All that’s left are the remnants of lines on the floors in the grocery stores. Schools have reopened. People are dining indoors. Public employees are encouraged to go back to the office. The government has stopped engineering safety in the midst of the second wave of a pandemic.
It is shocking that governments have handed off the responsibility to engineer safety for its citizens to corporations, teachers and individuals. This is not working and causes inconsistencies and confusion. We are still in a pandemic. We need governments step up, to take care of us and help keep us safe. People are obviously not changing their behaviour on their own.
In my province of British Columbia, the governments refuses to mandate much. Forget about enforcement. We don’t even have an indoor mask mandate.
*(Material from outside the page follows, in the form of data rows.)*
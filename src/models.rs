use serde::{Deserialize, Serialize};
use serde_json::Value;
use tracing::warn;

use crate::errors::ClientError;

// ── Chat ──────────────────────────────────────────────────────────────────────

#[derive(Debug, Clone, Copy, PartialEq, Eq, Serialize, Deserialize)]
#[serde(rename_all = "lowercase")]
pub enum Sender {
    User,
    Ai,
}

impl Sender {
    pub fn as_str(&self) -> &'static str {
        match self {
            Sender::User => "user",
            Sender::Ai => "ai",
        }
    }
}

impl std::fmt::Display for Sender {
    fn fmt(&self, f: &mut std::fmt::Formatter<'_>) -> std::fmt::Result {
        f.write_str(self.as_str())
    }
}

/// One entry of a conversation. `text` is markup when `is_formatted` is set.
#[derive(Debug, Clone, PartialEq, Eq)]
pub struct ChatMessage {
    pub sender: Sender,
    pub text: String,
    pub is_formatted: bool,
}

impl ChatMessage {
    pub fn user(text: impl Into<String>) -> Self {
        Self { sender: Sender::User, text: text.into(), is_formatted: false }
    }

    pub fn ai(text: impl Into<String>) -> Self {
        Self { sender: Sender::Ai, text: text.into(), is_formatted: false }
    }

    pub fn ai_formatted(markup: impl Into<String>) -> Self {
        Self { sender: Sender::Ai, text: markup.into(), is_formatted: true }
    }
}

/// Append-only, display-ordered message log of one conversation view.
#[derive(Debug, Clone, Default, PartialEq, Eq)]
pub struct Transcript {
    messages: Vec<ChatMessage>,
}

impl Transcript {
    pub fn new() -> Self {
        Self::default()
    }

    pub fn push(&mut self, message: ChatMessage) {
        self.messages.push(message);
    }

    pub fn len(&self) -> usize {
        self.messages.len()
    }

    pub fn is_empty(&self) -> bool {
        self.messages.is_empty()
    }

    pub fn iter(&self) -> impl Iterator<Item = &ChatMessage> {
        self.messages.iter()
    }
}

/// Request body for `POST /api/chat/ask`.
#[derive(Debug, Clone, Serialize)]
pub struct ChatRequest {
    pub message: String,
}

#[derive(Debug, Deserialize)]
struct CandidateReply {
    #[serde(default)]
    candidates: Vec<Candidate>,
}

#[derive(Debug, Deserialize)]
struct Candidate {
    content: Option<CandidateContent>,
}

#[derive(Debug, Deserialize)]
struct CandidateContent {
    #[serde(default)]
    parts: Vec<CandidatePart>,
}

#[derive(Debug, Deserialize)]
struct CandidatePart {
    text: Option<String>,
}

/// Pull the reply text out of a candidate-style chat response. Any other shape
/// is shown to the user verbatim as compact JSON.
pub fn extract_reply_text(data: &Value) -> String {
    let text = serde_json::from_value::<CandidateReply>(data.clone())
        .ok()
        .and_then(|reply| reply.candidates.into_iter().next())
        .and_then(|candidate| candidate.content)
        .and_then(|content| content.parts.into_iter().next())
        .and_then(|part| part.text);

    match text {
        Some(text) => text,
        None => {
            warn!("chat reply did not match the candidate shape");
            data.to_string()
        }
    }
}

// ── Notes search ──────────────────────────────────────────────────────────────

const RESTRICTED_MARKER: &str = "Restricted file:";

/// Normalise the search endpoint's payload: a bare array of names, or an object
/// wrapping one under `notes` or `result`.
pub fn note_list(data: &Value) -> Result<Vec<String>, ClientError> {
    let items = match data {
        Value::Array(items) => Some(items),
        Value::Object(map) => map
            .get("notes")
            .and_then(Value::as_array)
            .or_else(|| map.get("result").and_then(Value::as_array)),
        _ => None,
    }
    .ok_or_else(|| ClientError::UnexpectedShape(data.to_string()))?;

    Ok(items
        .iter()
        .map(|item| match item {
            Value::String(s) => s.clone(),
            other => other.to_string(),
        })
        .collect())
}

/// Like [`note_list`], but an unrecognised payload is an empty result.
pub fn parse_note_list(data: &Value) -> Vec<String> {
    note_list(data).unwrap_or_else(|e| {
        warn!("{e}");
        Vec::new()
    })
}

#[derive(Debug, Clone, PartialEq, Eq)]
pub enum NoteHit {
    /// Backend refused access; shown with a warning and no link.
    Restricted(String),
    Downloadable(String),
}

impl NoteHit {
    pub fn classify(name: String) -> Self {
        if name.contains(RESTRICTED_MARKER) {
            NoteHit::Restricted(name)
        } else {
            NoteHit::Downloadable(name)
        }
    }
}

// ── Auth & profile ────────────────────────────────────────────────────────────

#[derive(Debug, Clone, Serialize)]
pub struct LoginRequest {
    pub username: String,
    pub password: String,
}

#[derive(Debug, Clone, Default, PartialEq, Eq, Serialize)]
#[serde(rename_all = "camelCase")]
pub struct RegisterRequest {
    pub username: String,
    pub password: String,
    pub full_name: String,
    pub email: String,
    pub phone_number: String,
}

impl RegisterRequest {
    pub fn login(&self) -> LoginRequest {
        LoginRequest {
            username: self.username.clone(),
            password: self.password.clone(),
        }
    }
}

#[derive(Debug, Clone, Default, PartialEq, Eq, Serialize, Deserialize)]
#[serde(rename_all = "camelCase")]
pub struct UserProfile {
    #[serde(default)]
    pub username: String,
    #[serde(default)]
    pub full_name: Option<String>,
    #[serde(default)]
    pub email: Option<String>,
    #[serde(default)]
    pub phone_number: Option<String>,
    #[serde(default, skip_serializing_if = "Option::is_none")]
    pub password: Option<String>,
}

#[derive(Debug, Clone, Copy, PartialEq, Eq)]
pub enum Severity {
    Success,
    Error,
}

impl Severity {
    /// Auth responses are free text; anything mentioning success counts as one.
    pub fn of_auth_message(message: &str) -> Self {
        if message.contains("success") {
            Severity::Success
        } else {
            Severity::Error
        }
    }

    pub fn of_profile_message(message: &str) -> Self {
        if message.contains("Error") {
            Severity::Error
        } else {
            Severity::Success
        }
    }

    pub fn css_class(&self) -> &'static str {
        match self {
            Severity::Success => "alert success",
            Severity::Error => "alert error",
        }
    }
}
Corporations like Starbucks are doing a better job of mandating safety than our government is. This is partly because BC is in the middle of a provincial election and our Ministers are all busy campaigning.
Enforcement is rare – and it is unfairly offloaded to the waitstaff in restaurants or cashiers in the grocery store.
Dr. Bonnie Henry’s Be Safe, Be Kind, Be Calm mantra isn’t education, engineering or enforcement. It is encouragement. Believe me, I’m a proponent of kindness in health care, so I believe in this sentiment. But our officials are relying on this little slogan of encouragement to take the place of Education, Engineering, Enforcement and Evaluation. Encouragement is a small piece of a much bigger puzzle and it has been given way too much weight. It’s not working anymore.
Is this public health strategy achieving the desired results? Well, looking at the numbers of people getting sick and dying from COVID, I’d say no. Is the approach by public health officials being evaluated? I don’t know because they don’t tell us. The idea behind evaluation is that you discover what’s working and what’s not. If something isn’t working, you change it.
Even if I just look at the numbers, it obvious that our government’s strategy to handle the pandemic is not working. Unless something changes, we are going to end up with a much much worse result than we currently have. As Dr. Jill Horton said eloquently back in August: Repeat After Me. This is an Emergency.
What we are doing is not working to stem the tide of the pandemic. While I’m waiting for my government to wake up, I’ve turned away from the macro to focus on my own micro – my own family’s well-being.
This Canadian Thanksgiving weekend, we aren’t having any guests over. We aren’t travelling. We aren’t going out. Our little family of three will stay home, eat a small turkey delivered from our local grocery store and potatoes dug up from our patio garden and be thankful that we have our health – for now.